薬師堂は台風による倒壊後、1959年に建立されたもの。かっては阿弥陀堂と呼ばれ、本尊の阿弥陀如来像が安置してあった。鐘楼は、江戸時代(1606年)に、豊臣秀頼による大修復の際に建立された。柱、梁にのみ当時の材を残す。

薬師三尊・釈迦三尊・阿弥陀三尊の三体からなる三尊石仏が、江戸時代に境内の西にあった成菩提院跡から出土した。平安時代の貴重な遺仏といわれる。そのうち最も保存状態のよい阿弥陀三尊像は京都国立博物館に寄託され、博物館の前庭に置かれている。残り二体がこうして小屋の中に、向かって右に釈迦三尊、左に薬師三尊が安置されています。



 近衞天皇安楽寿院南陵  



安楽寿院の諸堂とは道を挟んで反対側に、近衞天皇安楽寿院南陵(このえてんのう あんらくじゅいんみなみのみささぎ)がある。
1157年、鳥羽天皇の皇后・美福門院の葬所として新御塔(しんみとう)が建てられました。1160年美福門院は亡くなったが、その遺言に従い遺骨は高野山に葬られた。そのため、既に亡くなっていた息子の近衛天皇の遺骨を知足院(ちそくいん,北区紫野)からこの新御塔に移し改葬されたのです。

遺骨が納められた新御塔ですが、現在の多宝塔は慶長11年(1606)、豊臣秀頼によって再建されたもので、その中に骨臓器が納められている。
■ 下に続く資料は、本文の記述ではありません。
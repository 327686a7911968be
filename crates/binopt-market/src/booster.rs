//! Trader NFTs and settlement-fee boost coupons
//!
//! Traders buy coupons from the booster; each coupon grants a fixed number
//! of boosted trades. A boosted trade pays a lower settlement fee. Holders
//! of a trader NFT get a tier-based discount on the coupon price.

use crate::pricing::PERCENTAGE_PRECISION;
use crate::{MarketError, MarketResult};
use binopt_types::{Address, Amount, TraderNftId};
use serde::{Deserialize, Serialize};
use std::collections::HashMap;
use tracing::{debug, info};

/// Number of trader NFT tiers
pub const NFT_TIERS: usize = 4;

/// A minted trader NFT
#[derive(Debug, Clone, Copy, PartialEq, Eq, Serialize, Deserialize)]
pub struct TraderNft {
    pub owner: Address,
    pub tier: u8,
}

/// Registry of trader NFTs
#[derive(Debug, Clone, Default)]
pub struct TraderNftRegistry {
    nfts: HashMap<TraderNftId, TraderNft>,
}

impl TraderNftRegistry {
    pub fn new() -> Self {
        Self::default()
    }

    pub fn mint(&mut self, id: TraderNftId, owner: Address, tier: u8) -> MarketResult<()> {
        if usize::from(tier) >= NFT_TIERS {
            return Err(MarketError::InvalidTier(tier));
        }
        self.nfts.insert(id, TraderNft { owner, tier });
        Ok(())
    }

    pub fn get(&self, id: TraderNftId) -> Option<TraderNft> {
        self.nfts.get(&id).copied()
    }

    /// Tier of `id` if it is owned by `user`
    pub fn tier_of(&self, id: TraderNftId, user: &Address) -> Option<u8> {
        self.get(id).filter(|nft| nft.owner == *user).map(|nft| nft.tier)
    }
}

/// Boosted trades bought and used by one user for one token
#[derive(Debug, Clone, Copy, Default, PartialEq, Eq, Serialize, Deserialize)]
pub struct UserBoostTrades {
    pub total_bought_trades: u32,
    pub used_trades: u32,
}

impl UserBoostTrades {
    pub fn remaining(&self) -> u32 {
        self.total_bought_trades.saturating_sub(self.used_trades)
    }
}

fn default_coupon_price() -> Amount {
    1_000_000
}

fn default_boost_percentage() -> u128 {
    100
}

fn default_trades_per_coupon() -> u32 {
    2
}

fn default_nft_tier_discounts() -> [u128; NFT_TIERS] {
    [20, 40, 60, 80]
}

/// Booster configuration
#[derive(Debug, Clone, PartialEq, Eq, Serialize, Deserialize)]
pub struct BoosterConfig {
    #[serde(default = "default_coupon_price")]
    pub coupon_price: Amount,
    /// Share of the base settlement fee waived on a boosted trade (1e4 = 100%)
    #[serde(default = "default_boost_percentage")]
    pub boost_percentage: u128,
    #[serde(default = "default_trades_per_coupon")]
    pub trades_per_coupon: u32,
    /// Coupon price discount per NFT tier, in whole percent
    #[serde(default = "default_nft_tier_discounts")]
    pub nft_tier_discounts: [u128; NFT_TIERS],
}

impl Default for BoosterConfig {
    fn default() -> Self {
        Self {
            coupon_price: default_coupon_price(),
            boost_percentage: default_boost_percentage(),
            trades_per_coupon: default_trades_per_coupon(),
            nft_tier_discounts: default_nft_tier_discounts(),
        }
    }
}

/// Coupon sales and boosted-trade balances
#[derive(Debug, Clone, Default)]
pub struct Booster {
    config: BoosterConfig,
    boost_trades: HashMap<(Address, Address), UserBoostTrades>,
}

impl Booster {
    pub fn new(config: BoosterConfig) -> Self {
        Self {
            config,
            boost_trades: HashMap::new(),
        }
    }

    pub fn config(&self) -> &BoosterConfig {
        &self.config
    }

    pub fn set_price(&mut self, coupon_price: Amount) {
        self.config.coupon_price = coupon_price;
    }

    pub fn set_boost_percentage(&mut self, boost_percentage: u128) -> MarketResult<()> {
        if boost_percentage > PERCENTAGE_PRECISION {
            return Err(MarketError::InvalidParameter {
                name: "boost_percentage",
                reason: format!("{boost_percentage} exceeds 100%"),
            });
        }
        self.config.boost_percentage = boost_percentage;
        Ok(())
    }

    pub fn set_configure(&mut self, nft_tier_discounts: [u128; NFT_TIERS]) -> MarketResult<()> {
        if nft_tier_discounts.iter().any(|d| *d > 100) {
            return Err(MarketError::InvalidParameter {
                name: "nft_tier_discounts",
                reason: "discount above 100%".to_string(),
            });
        }
        self.config.nft_tier_discounts = nft_tier_discounts;
        Ok(())
    }

    /// Price of `coupons` for a buyer holding an NFT of `nft_tier`
    pub fn coupon_cost(&self, nft_tier: Option<u8>, coupons: u32) -> Amount {
        let gross = self.config.coupon_price * u128::from(coupons);
        let discount = nft_tier
            .and_then(|t| self.config.nft_tier_discounts.get(usize::from(t)).copied())
            .unwrap_or(0);
        gross - gross * discount / 100
    }

    /// Add the boosted trades of `coupons` to `user`'s balance for `token`
    pub fn credit(&mut self, token: Address, user: Address, coupons: u32) -> UserBoostTrades {
        let trades = self.config.trades_per_coupon.saturating_mul(coupons);
        let entry = self.boost_trades.entry((token, user)).or_default();
        entry.total_bought_trades = entry.total_bought_trades.saturating_add(trades);
        info!(%user, coupons, trades, "boost coupons credited");
        *entry
    }

    pub fn user_boost_trades(&self, token: &Address, user: &Address) -> UserBoostTrades {
        self.boost_trades
            .get(&(*token, *user))
            .copied()
            .unwrap_or_default()
    }

    /// Settlement-fee reduction a trade by `user` would receive
    pub fn fee_reduction(&self, token: &Address, user: &Address, base_fee_percentage: u128) -> u128 {
        if self.user_boost_trades(token, user).remaining() == 0 {
            return 0;
        }
        base_fee_percentage * self.config.boost_percentage / PERCENTAGE_PRECISION
    }

    /// Use one boosted trade; returns whether one was available
    pub fn consume(&mut self, token: &Address, user: &Address) -> bool {
        match self.boost_trades.get_mut(&(*token, *user)) {
            Some(entry) if entry.remaining() > 0 => {
                entry.used_trades += 1;
                debug!(%user, remaining = entry.remaining(), "boosted trade used");
                true
            }
            _ => false,
        }
    }
}
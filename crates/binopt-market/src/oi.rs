//! Open-interest accounting
//!
//! Open interest is the sum of applied fees of active options. It is capped
//! globally for the pool and per market, and a single trade is capped by the
//! market's max trade size.

use binopt_types::{Amount, CancelCode};
use serde::{Deserialize, Serialize};

/// Pool-wide open interest
#[derive(Debug, Clone, Copy, PartialEq, Eq, Serialize, Deserialize)]
pub struct PoolOi {
    pub total: Amount,
    pub max: Amount,
}

impl PoolOi {
    pub fn new(max: Amount) -> Self {
        Self { total: 0, max }
    }

    /// Remaining pool capacity
    pub fn remaining(&self) -> Amount {
        self.max.saturating_sub(self.total)
    }

    pub fn increase(&mut self, interest: Amount) {
        self.total = self.total.saturating_add(interest);
    }

    pub fn decrease(&mut self, interest: Amount) {
        self.total = self.total.saturating_sub(interest);
    }
}

/// Open interest of one market
#[derive(Debug, Clone, Copy, PartialEq, Eq, Serialize, Deserialize)]
pub struct MarketOi {
    pub total: Amount,
    pub max: Amount,
    pub max_trade_size: Amount,
}

impl MarketOi {
    pub fn new(max: Amount, max_trade_size: Amount) -> Self {
        Self {
            total: 0,
            max,
            max_trade_size,
        }
    }

    /// `min(max - total, max_trade_size)`
    pub fn remaining(&self) -> Amount {
        self.max.saturating_sub(self.total).min(self.max_trade_size)
    }

    pub fn increase(&mut self, interest: Amount) {
        self.total = self.total.saturating_add(interest);
    }

    pub fn decrease(&mut self, interest: Amount) {
        self.total = self.total.saturating_sub(interest);
    }
}

/// Outcome of checking a requested fee against open-interest capacity
#[derive(Debug, Clone, Copy, PartialEq, Eq)]
pub enum OiDecision {
    /// The full requested fee fits
    Full(Amount),
    /// Clamped to the remaining capacity
    Partial(Amount),
    Cancel(CancelCode),
}

impl OiDecision {
    /// Fee that will be applied, if the trade proceeds
    pub fn applied(&self) -> Option<Amount> {
        match self {
            OiDecision::Full(fee) | OiDecision::Partial(fee) => Some(*fee),
            OiDecision::Cancel(_) => None,
        }
    }
}

/// Decide how much of `requested_fee` may be opened
pub fn resolve_interest(
    requested_fee: Amount,
    allow_partial_fill: bool,
    pool: &PoolOi,
    market: &MarketOi,
) -> OiDecision {
    let remaining = pool.remaining().min(market.remaining());
    if remaining == 0 {
        return OiDecision::Cancel(CancelCode::O36);
    }
    if requested_fee <= remaining {
        return OiDecision::Full(requested_fee);
    }
    if allow_partial_fill {
        OiDecision::Partial(remaining)
    } else {
        OiDecision::Cancel(CancelCode::O29)
    }
}
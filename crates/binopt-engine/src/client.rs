//! Client-side signing
//!
//! Builders that produce the signed payloads a keeper submits: trade
//! intents, direction reveals, close requests, registrations and permits,
//! plus the two publishers that sign prices and settlement-fee quotes.
//!
//! ```ignore
//! let trader = Trader::new(user, one_ct, state.signing().clone());
//! let intent = trader
//!     .trade(market, queue_id)
//!     .total_fee(5_000_000)
//!     .period(300)
//!     .strike(price.price)
//!     .settlement_fee(quote)
//!     .price(price)
//!     .signed_at(now)
//!     .build()?;
//! ```

use crate::signing::SigningContext;
use binopt_crypto::{CryptoResult, Signer};
use binopt_types::{
    Address, Amount, CloseAnytimeRequest, CloseParams, EcdsaSignature, OpenTradeRequest,
    OptionId, PermitParams, PublisherPrice, QueueId, RegisterParams, RevokeRequest,
    SettlementFeeAttestation, SignatureInfo, Timestamp, TradeIntent, TraderNftId,
};

/// Signs asset prices
#[derive(Debug, Clone)]
pub struct PricePublisher {
    signer: Signer,
}

impl PricePublisher {
    pub fn new(signer: Signer) -> Self {
        Self { signer }
    }

    pub fn address(&self) -> Address {
        self.signer.address()
    }

    pub fn sign(&self, asset_pair: &str, timestamp: Timestamp, price: u128) -> CryptoResult<PublisherPrice> {
        let digest = binopt_crypto::publisher_price_digest(asset_pair, timestamp, price);
        Ok(PublisherPrice {
            price,
            timestamp,
            signature: self.signer.sign_digest(&digest)?,
        })
    }
}

/// Signs settlement-fee quotes
#[derive(Debug, Clone)]
pub struct FeePublisher {
    signer: Signer,
    signing: SigningContext,
}

impl FeePublisher {
    pub fn new(signer: Signer, signing: SigningContext) -> Self {
        Self { signer, signing }
    }

    pub fn address(&self) -> Address {
        self.signer.address()
    }

    pub fn quote(
        &self,
        asset_pair: &str,
        settlement_fee: u128,
        expiry_timestamp: Timestamp,
    ) -> CryptoResult<SettlementFeeAttestation> {
        let digest = self
            .signing
            .settlement_fee(asset_pair, settlement_fee, expiry_timestamp);
        Ok(SettlementFeeAttestation {
            settlement_fee,
            expiry_timestamp,
            signature: self.signer.sign_digest(&digest)?,
        })
    }
}

/// A trader: the account key that owns funds and the one-click key that
/// signs trades
#[derive(Debug, Clone)]
pub struct Trader {
    user: Signer,
    one_ct: Signer,
    signing: SigningContext,
}

impl Trader {
    pub fn new(user: Signer, one_ct: Signer, signing: SigningContext) -> Self {
        Self {
            user,
            one_ct,
            signing,
        }
    }

    pub fn address(&self) -> Address {
        self.user.address()
    }

    pub fn one_ct(&self) -> Address {
        self.one_ct.address()
    }

    /// Switch to a new one-click key
    pub fn rotate_one_ct(&mut self, one_ct: Signer) {
        self.one_ct = one_ct;
    }

    /// Registration of the current one-click key at the registrar `nonce`
    pub fn register(&self, nonce: u64) -> CryptoResult<RegisterParams> {
        let digest = self.signing.register(self.address(), self.one_ct(), nonce);
        Ok(RegisterParams {
            one_ct: self.one_ct(),
            signature: self.user.sign_digest(&digest)?,
        })
    }

    pub fn deregister(&self, nonce: u64) -> CryptoResult<EcdsaSignature> {
        let digest = self.signing.deregister(self.address(), nonce);
        self.user.sign_digest(&digest)
    }

    /// Approval of `spender` at the token `nonce`
    pub fn permit(
        &self,
        spender: Address,
        value: Amount,
        nonce: u64,
        deadline: Timestamp,
    ) -> CryptoResult<PermitParams> {
        let digest = self
            .signing
            .permit(self.address(), spender, value, nonce, deadline);
        Ok(PermitParams {
            value,
            deadline,
            signature: self.user.sign_digest(&digest)?,
        })
    }

    /// Zero-value permit that revokes the router's allowance
    pub fn revoke(&self, nonce: u64, deadline: Timestamp) -> CryptoResult<RevokeRequest> {
        let permit = self.permit(self.signing.router, 0, nonce, deadline)?;
        Ok(RevokeRequest {
            token: self.signing.token,
            user: self.address(),
            deadline,
            signature: permit.signature,
        })
    }

    pub fn trade(&self, target_contract: Address, queue_id: QueueId) -> TradeBuilder<'_> {
        TradeBuilder::new(self, target_contract, queue_id)
    }

    /// Direction reveal for an opened intent
    pub fn direction(&self, intent: &TradeIntent, is_above: bool) -> CryptoResult<EcdsaSignature> {
        let (_, digest) = self.signing.direction(intent, is_above);
        self.one_ct.sign_digest(&digest)
    }

    /// Settlement instruction for an option opened from `intent`
    pub fn close_params(
        &self,
        intent: &TradeIntent,
        option_id: OptionId,
        is_above: bool,
        price: PublisherPrice,
    ) -> CryptoResult<CloseParams> {
        Ok(CloseParams {
            option_id,
            target_contract: intent.target_contract,
            is_above,
            direction_signature: self.direction(intent, is_above)?,
            publisher_price: price,
        })
    }

    /// Early-close request signed with the current one-click key
    pub fn close_anytime(
        &self,
        asset_pair: &str,
        close: CloseParams,
        timestamp: Timestamp,
    ) -> CryptoResult<CloseAnytimeRequest> {
        let digest = self
            .signing
            .close_anytime(asset_pair, timestamp, close.option_id);
        Ok(CloseAnytimeRequest {
            close,
            register: None,
            user_signature: SignatureInfo {
                signature: self.one_ct.sign_digest(&digest)?,
                timestamp,
            },
        })
    }
}

/// Fluent builder for a signed [`TradeIntent`]
#[derive(Debug)]
pub struct TradeBuilder<'a> {
    trader: &'a Trader,
    intent: TradeIntent,
}

impl<'a> TradeBuilder<'a> {
    fn new(trader: &'a Trader, target_contract: Address, queue_id: QueueId) -> Self {
        let blank = EcdsaSignature([0; 65]);
        Self {
            trader,
            intent: TradeIntent {
                queue_id,
                user: trader.address(),
                total_fee: 0,
                period: 0,
                target_contract,
                strike: 0,
                slippage: 0,
                allow_partial_fill: false,
                referral_code: String::new(),
                trader_nft_id: TraderNftId(0),
                is_limit_order: false,
                limit_order_expiry: 0,
                settlement_fee_attestation: SettlementFeeAttestation {
                    settlement_fee: 0,
                    expiry_timestamp: 0,
                    signature: blank,
                },
                user_signature: SignatureInfo {
                    signature: blank,
                    timestamp: 0,
                },
                publisher_price: PublisherPrice {
                    price: 0,
                    timestamp: 0,
                    signature: blank,
                },
            },
        }
    }

    pub fn total_fee(mut self, total_fee: Amount) -> Self {
        self.intent.total_fee = total_fee;
        self
    }

    pub fn period(mut self, period: u64) -> Self {
        self.intent.period = period;
        self
    }

    pub fn strike(mut self, strike: u128) -> Self {
        self.intent.strike = strike;
        self
    }

    pub fn slippage(mut self, slippage: u128) -> Self {
        self.intent.slippage = slippage;
        self
    }

    pub fn allow_partial_fill(mut self) -> Self {
        self.intent.allow_partial_fill = true;
        self
    }

    pub fn referral_code(mut self, code: impl Into<String>) -> Self {
        self.intent.referral_code = code.into();
        self
    }

    pub fn trader_nft(mut self, id: TraderNftId) -> Self {
        self.intent.trader_nft_id = id;
        self
    }

    pub fn limit_order(mut self, expiry: Timestamp) -> Self {
        self.intent.is_limit_order = true;
        self.intent.limit_order_expiry = expiry;
        self
    }

    pub fn settlement_fee(mut self, attestation: SettlementFeeAttestation) -> Self {
        self.intent.settlement_fee_attestation = attestation;
        self
    }

    pub fn price(mut self, price: PublisherPrice) -> Self {
        self.intent.publisher_price = price;
        self
    }

    pub fn signed_at(mut self, timestamp: Timestamp) -> Self {
        self.intent.user_signature.timestamp = timestamp;
        self
    }

    /// Sign the intent with the trader's one-click key
    pub fn build(mut self) -> CryptoResult<TradeIntent> {
        let (_, digest) = self.trader.signing.trade(&self.intent);
        self.intent.user_signature.signature = self.trader.one_ct.sign_digest(&digest)?;
        Ok(self.intent)
    }

    /// Sign and wrap in a request without in-flight registration or approval
    pub fn request(self) -> CryptoResult<OpenTradeRequest> {
        Ok(OpenTradeRequest::new(self.build()?))
    }
}

#[cfg(test)]
mod tests {
    use super::*;
    use binopt_crypto::recover_address;

    fn signing() -> SigningContext {
        SigningContext {
            chain_id: 1337,
            router: Address([1; 20]),
            registrar: Address([2; 20]),
            token: Address([3; 20]),
        }
    }

    #[test]
    fn test_intent_signed_by_one_ct() {
        let trader = Trader::new(
            Signer::from_label("alice").unwrap(),
            Signer::from_label("alice-1ct").unwrap(),
            signing(),
        );
        let intent = trader
            .trade(Address([4; 20]), QueueId(3))
            .total_fee(5_000_000)
            .period(300)
            .signed_at(100)
            .build()
            .unwrap();

        let (_, digest) = signing().trade(&intent);
        let recovered = recover_address(&digest, &intent.user_signature.signature).unwrap();
        assert_eq!(recovered, trader.one_ct());
        assert_ne!(recovered, trader.address());
        assert_eq!(intent.user, trader.address());
    }

    #[test]
    fn test_registration_signed_by_user() {
        let trader = Trader::new(
            Signer::from_label("bob").unwrap(),
            Signer::from_label("bob-1ct").unwrap(),
            signing(),
        );
        let params = trader.register(0).unwrap();
        let digest = signing().register(trader.address(), trader.one_ct(), 0);
        assert_eq!(recover_address(&digest, &params.signature).unwrap(), trader.address());
    }

    #[test]
    fn test_price_publisher() {
        let publisher = PricePublisher::new(Signer::from_label("publisher").unwrap());
        let price = publisher.sign("ETHUSD", 100, 200_000_000_000).unwrap();
        let digest = binopt_crypto::publisher_price_digest("ETHUSD", 100, 200_000_000_000);
        assert_eq!(recover_address(&digest, &price.signature).unwrap(), publisher.address());
    }
}
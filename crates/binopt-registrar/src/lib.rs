//! binopt Registrar - One-click trading key registry
//!
//! A user authorizes a secondary "one-click" key to sign trades on their
//! behalf by signing a `RegisterAccount` message with their own key. The
//! registrar keeps one mapping per user:
//!
//! ```text
//! Unregistered ──register──▶ Registered(key) ──deregister──▶ Unregistered
//!                              │        ▲
//!                              └────────┘ register(same key): no-op
//! ```
//!
//! # Invariants
//!
//! 1. Every state change bumps the user's nonce, invalidating old signatures
//! 2. A user has at most one one-click key at a time
//! 3. Deregistration resets the key to the zero address

use binopt_crypto::{
    typed_data_hash, DeregisterAccountMessage, Domain, MessageKind, RegisterAccountMessage,
    SignatureVerifier,
};
use binopt_types::{Address, EcdsaSignature, ProtocolEvent};
use serde::{Deserialize, Serialize};
use std::collections::HashMap;
use thiserror::Error;
use tracing::{debug, info, warn};

/// Errors that can occur in registrar operations
#[derive(Error, Debug, Clone, PartialEq, Eq)]
pub enum RegistrarError {
    #[error("Router: Wrong register signature")]
    InvalidSignature { user: Address },

    #[error("Router: Account already registered")]
    AlreadyRegistered { user: Address, one_ct: Address },

    #[error("Account {user} is not registered")]
    NotRegistered { user: Address },

    #[error("One-click key cannot be the zero address")]
    ZeroKey,
}

pub type Result<T> = std::result::Result<T, RegistrarError>;

/// A user's registration state
#[derive(Debug, Clone, Copy, Default, PartialEq, Eq, Serialize, Deserialize)]
pub struct AccountMapping {
    /// Registered one-click key, zero when unregistered
    pub one_ct: Address,
    /// Count of successful register/deregister operations
    pub nonce: u64,
}

impl AccountMapping {
    pub fn is_registered(&self) -> bool {
        !self.one_ct.is_zero()
    }
}

/// What a `register` call did
#[derive(Debug, Clone, Copy, PartialEq, Eq)]
pub enum RegistrationOutcome {
    Registered,
    /// The key was already mapped; nothing changed
    Unchanged,
}

/// The registrar
#[derive(Debug, Clone)]
pub struct AccountRegistrar {
    address: Address,
    chain_id: u64,
    accounts: HashMap<Address, AccountMapping>,
}

impl AccountRegistrar {
    pub fn new(address: Address, chain_id: u64) -> Self {
        Self {
            address,
            chain_id,
            accounts: HashMap::new(),
        }
    }

    pub fn address(&self) -> Address {
        self.address
    }

    pub fn domain(&self) -> Domain {
        Domain::validator(self.chain_id, self.address)
    }

    /// Current mapping for `user` (default when never seen)
    pub fn account_mapping(&self, user: &Address) -> AccountMapping {
        self.accounts.get(user).copied().unwrap_or_default()
    }

    /// Registered one-click key, zero when unregistered
    pub fn one_ct(&self, user: &Address) -> Address {
        self.account_mapping(user).one_ct
    }

    /// Digest `user` signs to register `one_ct` at `nonce`
    pub fn register_digest(&self, user: Address, one_ct: Address, nonce: u64) -> [u8; 32] {
        typed_data_hash(
            &self.domain(),
            &RegisterAccountMessage {
                one_ct,
                user,
                nonce,
            },
        )
    }

    /// Digest `user` signs to deregister at `nonce`
    pub fn deregister_digest(&self, user: Address, nonce: u64) -> [u8; 32] {
        typed_data_hash(&self.domain(), &DeregisterAccountMessage { user, nonce })
    }

    /// Map `one_ct` to `user`, authorized by `signature` from `user`
    pub fn register(
        &mut self,
        user: Address,
        one_ct: Address,
        signature: &EcdsaSignature,
        verifier: &dyn SignatureVerifier,
        events: &mut Vec<ProtocolEvent>,
    ) -> Result<RegistrationOutcome> {
        if one_ct.is_zero() {
            return Err(RegistrarError::ZeroKey);
        }
        let mapping = self.account_mapping(&user);
        if mapping.one_ct == one_ct {
            debug!(%user, %one_ct, "one-click key already registered");
            return Ok(RegistrationOutcome::Unchanged);
        }
        if mapping.is_registered() {
            warn!(%user, current = %mapping.one_ct, "register rejected, account already registered");
            return Err(RegistrarError::AlreadyRegistered {
                user,
                one_ct: mapping.one_ct,
            });
        }

        let digest = self.register_digest(user, one_ct, mapping.nonce);
        if !verifier.verify(MessageKind::RegisterAccount, &digest, signature, &user) {
            warn!(%user, nonce = mapping.nonce, "register rejected, bad signature");
            return Err(RegistrarError::InvalidSignature { user });
        }

        self.accounts.insert(
            user,
            AccountMapping {
                one_ct,
                nonce: mapping.nonce + 1,
            },
        );
        info!(%user, %one_ct, "account registered");
        events.push(ProtocolEvent::RegisterAccount { user, one_ct });
        Ok(RegistrationOutcome::Registered)
    }

    /// Clear `user`'s one-click key, authorized by `signature` from `user`
    pub fn deregister(
        &mut self,
        user: Address,
        signature: &EcdsaSignature,
        verifier: &dyn SignatureVerifier,
        events: &mut Vec<ProtocolEvent>,
    ) -> Result<()> {
        let mapping = self.account_mapping(&user);
        if !mapping.is_registered() {
            return Err(RegistrarError::NotRegistered { user });
        }
        let digest = self.deregister_digest(user, mapping.nonce);
        if !verifier.verify(MessageKind::DeregisterAccount, &digest, signature, &user) {
            warn!(%user, nonce = mapping.nonce, "deregister rejected, bad signature");
            return Err(RegistrarError::InvalidSignature { user });
        }

        self.accounts.insert(
            user,
            AccountMapping {
                one_ct: Address::ZERO,
                nonce: mapping.nonce + 1,
            },
        );
        info!(%user, "account deregistered");
        events.push(ProtocolEvent::DeregisterAccount { user });
        Ok(())
    }

    /// Every known mapping
    pub fn mappings(&self) -> impl Iterator<Item = (&Address, &AccountMapping)> {
        self.accounts.iter()
    }
}

#[cfg(test)]
mod tests {
    use super::*;
    use binopt_crypto::{EcdsaVerifier, Signer};

    fn registrar() -> AccountRegistrar {
        AccountRegistrar::new(Address([0x42; 20]), 1)
    }

    fn register_sig(reg: &AccountRegistrar, user: &Signer, one_ct: Address) -> EcdsaSignature {
        let nonce = reg.account_mapping(&user.address()).nonce;
        user.sign_digest(&reg.register_digest(user.address(), one_ct, nonce))
            .unwrap()
    }

    #[test]
    fn test_register_sets_key_and_bumps_nonce() {
        let mut reg = registrar();
        let user = Signer::random();
        let one_ct = Signer::random();
        let mut events = Vec::new();

        let sig = register_sig(&reg, &user, one_ct.address());
        let outcome = reg
            .register(user.address(), one_ct.address(), &sig, &EcdsaVerifier, &mut events)
            .unwrap();

        assert_eq!(outcome, RegistrationOutcome::Registered);
        assert_eq!(
            reg.account_mapping(&user.address()),
            AccountMapping {
                one_ct: one_ct.address(),
                nonce: 1
            }
        );
        assert_eq!(
            events,
            vec![ProtocolEvent::RegisterAccount {
                user: user.address(),
                one_ct: one_ct.address()
            }]
        );
    }

    #[test]
    fn test_register_same_key_is_noop() {
        let mut reg = registrar();
        let user = Signer::random();
        let one_ct = Signer::random();
        let mut events = Vec::new();

        let sig = register_sig(&reg, &user, one_ct.address());
        reg.register(user.address(), one_ct.address(), &sig, &EcdsaVerifier, &mut events)
            .unwrap();

        // Stale signature is fine: nothing is verified when nothing changes
        let outcome = reg
            .register(user.address(), one_ct.address(), &sig, &EcdsaVerifier, &mut events)
            .unwrap();
        assert_eq!(outcome, RegistrationOutcome::Unchanged);
        assert_eq!(reg.account_mapping(&user.address()).nonce, 1);
        assert_eq!(events.len(), 1);
    }

    #[test]
    fn test_register_different_key_rejected() {
        let mut reg = registrar();
        let user = Signer::random();
        let first = Signer::random();
        let second = Signer::random();
        let mut events = Vec::new();

        let sig = register_sig(&reg, &user, first.address());
        reg.register(user.address(), first.address(), &sig, &EcdsaVerifier, &mut events)
            .unwrap();

        let sig = register_sig(&reg, &user, second.address());
        let err = reg
            .register(user.address(), second.address(), &sig, &EcdsaVerifier, &mut events)
            .unwrap_err();
        assert_eq!(err.to_string(), "Router: Account already registered");
        assert_eq!(reg.one_ct(&user.address()), first.address());
    }

    #[test]
    fn test_register_wrong_signer() {
        let mut reg = registrar();
        let user = Signer::random();
        let attacker = Signer::random();
        let one_ct = Signer::random();
        let mut events = Vec::new();

        let sig = register_sig(&reg, &attacker, one_ct.address());
        let err = reg
            .register(user.address(), one_ct.address(), &sig, &EcdsaVerifier, &mut events)
            .unwrap_err();
        assert_eq!(err, RegistrarError::InvalidSignature { user: user.address() });
        assert_eq!(reg.account_mapping(&user.address()), AccountMapping::default());
    }

    #[test]
    fn test_deregister_then_reregister() {
        let mut reg = registrar();
        let user = Signer::random();
        let first = Signer::random();
        let second = Signer::random();
        let mut events = Vec::new();

        let sig = register_sig(&reg, &user, first.address());
        reg.register(user.address(), first.address(), &sig, &EcdsaVerifier, &mut events)
            .unwrap();

        let dereg_sig = user
            .sign_digest(&reg.deregister_digest(user.address(), 1))
            .unwrap();
        reg.deregister(user.address(), &dereg_sig, &EcdsaVerifier, &mut events)
            .unwrap();
        assert_eq!(
            reg.account_mapping(&user.address()),
            AccountMapping {
                one_ct: Address::ZERO,
                nonce: 2
            }
        );

        // Replaying the deregistration fails: nothing to deregister
        assert!(reg
            .deregister(user.address(), &dereg_sig, &EcdsaVerifier, &mut events)
            .is_err());

        // The first registration signature was for nonce 0 and is now stale
        let stale = user
            .sign_digest(&reg.register_digest(user.address(), second.address(), 0))
            .unwrap();
        assert!(reg
            .register(user.address(), second.address(), &stale, &EcdsaVerifier, &mut events)
            .is_err());

        let sig = register_sig(&reg, &user, second.address());
        reg.register(user.address(), second.address(), &sig, &EcdsaVerifier, &mut events)
            .unwrap();
        assert_eq!(reg.account_mapping(&user.address()).nonce, 3);
        assert_eq!(reg.one_ct(&user.address()), second.address());
    }
}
宮内庁も「陵形:多宝塔」としている。土盛りされた丘や石塔などがほとんどの歴代天皇陵だが、こうした建物形式の陵墓は非常に珍しい。

 鳥羽天皇安楽寿院陵  



境内の道を西へ歩くと、突き当たりに石標「白河法皇・鳥羽法皇院政の地」と「冠石」が置かれている。そこを右へ曲がるとすぐ鳥羽天皇安楽寿院陵(とばてんのう あんらくじゅいんのみささぎ)です。
下々をそんなに叱りつけなくても・・・

鳥羽上皇は、白河上皇に倣って生前に自らのの墓所として安楽寿院内に三重塔(本御塔)を造られていた。保元元年(1156)7月に崩御された鳥羽上皇は,遺言に従って三重塔(本御塔)の下に埋葬されました。第一層の須弥檀上には上皇の念持仏だった阿弥陀如来坐像が安置された。
当初の本御塔は永仁4(1296)年に焼亡。現在の御陵は元治元(1864)年に造営された法華堂です。なお、宮内庁発表の公式形式は「陵形:方形堂」となっている。